At any rate, this episode presents a silly twist on the plot of the Season 1 episode “What Are Little Girls Made Of?” Whereas instead of a weighty figure like Dr. Korby, Harry Mudd seems to somewhat accidentally rule the planet at the behest of androids, though he is not some grand maniacal visionary. Why does he want to escape this situation? What does the roguish criminal Harry Mudd truly desire? As Kirk notes, there are certain problems posed for people with limitless horizons. There are, no doubt, some intriguing parallels to draw between this episode and classic science fiction literature, perhaps Do Androids Dream Of Electric Sheep? or I, Robot (indeed the title of this episode is likely a nod to I, Robot) however I find myself drawn to Star Trek episodes of greater gravitas and enduring quality –though I admit a screwy comedy involving Harry Mudd is a nice bit of levity!
Writer Stephen Kandel (1927-Present) wrote for a number of popular television shows like MacGyver and Wonder Woman. As of the time of this writing Mr. Kandel is still alive. He wrote two episodes for TOS and two episodes for The Animated Series –three of which concern the character Harcourt Fenton “Harry” Mudd.
Director Marc Daniels (1912-1989) was a World War II veteran and notable television director for a number of different shows. During his career he was nominated for several Emmys, two Directors Guild of America awards, and four Hugo Awards. He is tied with Joseph Pevney for most TOS episodes directed.
Star Trek Trivia:
- This is the second time the Enterprise crew has had a run-in with the whimsical con man Harry Mudd. Roger C. Carmel previously appeared in the role in the Season 1’s “Mudd’s Women.” He was one of only two non-recurring actors to reprise their characters in TOS.
- Although Stephen Kandel (original creator of Harry Mudd) is credited as the lead writer for this episode, based on a story by Gene Roddenberry, David Gerrold completed uncredited re-writes to this script. Mr. Gerrold was given the job after the crew was pleased with his work on “The Trouble With Tribbles.” Almost nothing from his script made it into the final episode and Gene L. Coon offered to take up the matter with the Writer’s Guild for arbitration but Mr. Gerrold declined.
- This episode employed the use of identical twins (Alyce Andrece and Rhae Andrece) as well as a collection of cinematic tricks to give the illusion of thousands of androids on this planet.

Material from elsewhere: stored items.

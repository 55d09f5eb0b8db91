//! The do-nothing strategy and registry fallback.

use super::{FilterResult, Strategy};

/// Returns output unchanged.
pub struct PassthroughStrategy;

impl Strategy for PassthroughStrategy {
    fn name(&self) -> &'static str {
        "passthrough"
    }

    fn can_handle(&self, _command: &str, _args: &[String]) -> bool {
        true
    }

    fn reduce(&self, raw: &[u8], _command: &str, _args: &[String], _exit_code: i32) -> FilterResult {
        FilterResult {
            filtered: String::from_utf8_lossy(raw).into_owned(),
            was_reduced: false,
        }
    }
}

#[cfg(test)]
mod tests {
    use super::*;

    #[test]
    fn name_and_match() {
        let p = PassthroughStrategy;
        assert_eq!(p.name(), "passthrough");
        assert!(p.can_handle("anything", &[]));
        assert!(p.can_handle("", &[]));
    }

    #[test]
    fn returns_input_unchanged() {
        let p = PassthroughStrategy;

        let result = p.filter(b"hello world\n", "echo", &[], 0);
        assert_eq!(result.filtered, "hello world\n");
        assert!(!result.was_reduced);

        let result = p.filter(b"", "cmd", &[], 0);
        assert_eq!(result.filtered, "");
        assert!(!result.was_reduced);

        // Exit code has no effect.
        let result = p.filter(b"error output", "cmd", &[], 1);
        assert_eq!(result.filtered, "error output");
        assert!(!result.was_reduced);

        let result = p.filter(b"line1\nline2\nline3\n", "cmd", &[], 0);
        assert_eq!(result.filtered, "line1\nline2\nline3\n");
    }
}
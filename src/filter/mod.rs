//! Command-aware output reduction strategies.
//!
//! Each strategy bundles a stable name, a predicate over the wrapped command
//! line, and a reduction over the captured stdout bytes. The [`Registry`]
//! picks the first matching strategy in priority order and falls back to
//! pass-through. Reductions are panic-safe: a strategy that panics degrades
//! to pass-through instead of taking the supervisor down.

pub mod ansi;
pub mod cargo;
pub mod docker;
pub mod generic;
pub mod git;
pub mod go_cmd;
pub mod grep;
pub mod passthrough;
pub mod progress;
pub mod registry;

pub use ansi::strip_ansi;
pub use cargo::{CargoBuildStrategy, CargoTestStrategy};
pub use docker::DockerBuildStrategy;
pub use generic::GenericErrorStrategy;
pub use git::{GitDiffStrategy, GitLogStrategy, GitStatusStrategy};
pub use go_cmd::{GoBuildStrategy, GoTestStrategy};
pub use grep::GrepGroupStrategy;
pub use passthrough::PassthroughStrategy;
pub use progress::ProgressStripStrategy;
pub use registry::Registry;

use std::any::Any;
use std::panic::{catch_unwind, AssertUnwindSafe};

/// The outcome of filtering: the text to show the caller and whether the
/// reduction actually shrank the output (drives the log footer).
#[derive(Debug, Clone, PartialEq, Eq)]
pub struct FilterResult {
    pub filtered: String,
    pub was_reduced: bool,
}

impl FilterResult {
    /// The raw input rendered as-is, flagged unreduced.
    fn passthrough(raw: &[u8]) -> Self {
        Self {
            filtered: String::from_utf8_lossy(raw).into_owned(),
            was_reduced: false,
        }
    }
}

/// A command-scoped output reduction strategy.
///
/// Implementors provide [`reduce`](Strategy::reduce); callers go through
/// [`filter`](Strategy::filter), which wraps the reduction in a panic guard
/// so that no strategy can crash the supervisor.
pub trait Strategy: Send + Sync {
    /// Short stable identifier used in diagnostics.
    fn name(&self) -> &'static str;

    /// Whether this strategy applies to the given command line.
    fn can_handle(&self, command: &str, args: &[String]) -> bool;

    /// The reduction itself. May panic; [`filter`](Strategy::filter) recovers.
    fn reduce(&self, raw: &[u8], command: &str, args: &[String], exit_code: i32) -> FilterResult;

    /// Runs the reduction behind a panic barrier. On panic the input passes
    /// through unchanged and a note lands on stderr.
    fn filter(&self, raw: &[u8], command: &str, args: &[String], exit_code: i32) -> FilterResult {
        match catch_unwind(AssertUnwindSafe(|| self.reduce(raw, command, args, exit_code))) {
            Ok(result) => result,
            Err(payload) => {
                eprintln!(
                    "coc: filter {} recovered from panic: {}",
                    self.name(),
                    panic_message(payload.as_ref())
                );
                FilterResult::passthrough(raw)
            }
        }
    }
}

/// Extracts a printable message from a panic payload.
fn panic_message(payload: &(dyn Any + Send)) -> String {
    if let Some(msg) = payload.downcast_ref::<&str>() {
        (*msg).to_string()
    } else if let Some(msg) = payload.downcast_ref::<String>() {
        msg.clone()
    } else {
        "unknown panic".to_string()
    }
}

/// Finds the first non-flag argument and checks whether it equals `subcmd`,
/// skipping flags that consume a following value argument (like git's `-c`
/// or go's `-C`).
pub(crate) fn is_subcommand(args: &[String], subcmd: &str, value_flags: &[&str]) -> bool {
    let mut skip = false;
    for arg in args {
        if skip {
            skip = false;
            continue;
        }
        if value_flags.contains(&arg.as_str()) {
            skip = true;
            continue;
        }
        if arg.starts_with('-') {
            continue;
        }
        return arg == subcmd;
    }
    false
}

/// Reports whether `s` ends with a newline character.
pub(crate) fn ends_with_newline(s: &str) -> bool {
    s.ends_with('\n')
}

/// Appends a newline if the original had one and the result doesn't.
pub(crate) fn ensure_trailing_newline(mut result: String, had_trailing: bool) -> String {
    if had_trailing && !result.ends_with('\n') {
        result.push('\n');
    }
    result
}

- Apparently, there is an amusing story about how Casting Director Joseph D’Agosta spotted a pair of twin prostitutes and tried to hire them for this episode, however while being introduced to them, they brought a cat which clawed up Gene L. Coon and the twins were never hired.
- Around this time, NBC considered launching a spin-off show about Harry Mudd but Gene Roddenberry was far too busy with Star Trek to begin a new show.
- This episode marks perhaps the fourth or fifth time thus far in the series that Kirk manages to reason with a computer or android, and essentially talk it to death.
- There are a few moments wherein Chekov becomes quite “comfortable” with the female androids, and he also makes an amusing remark that this unnamed planet is even better than Leningrad!
A Harry Mudd spinoff would have been interesting. But how it could have fitted into the Star Trek universe in retrospect might have been conflicting. All in all we can always have fun memories of Roger C. Carmel in the role.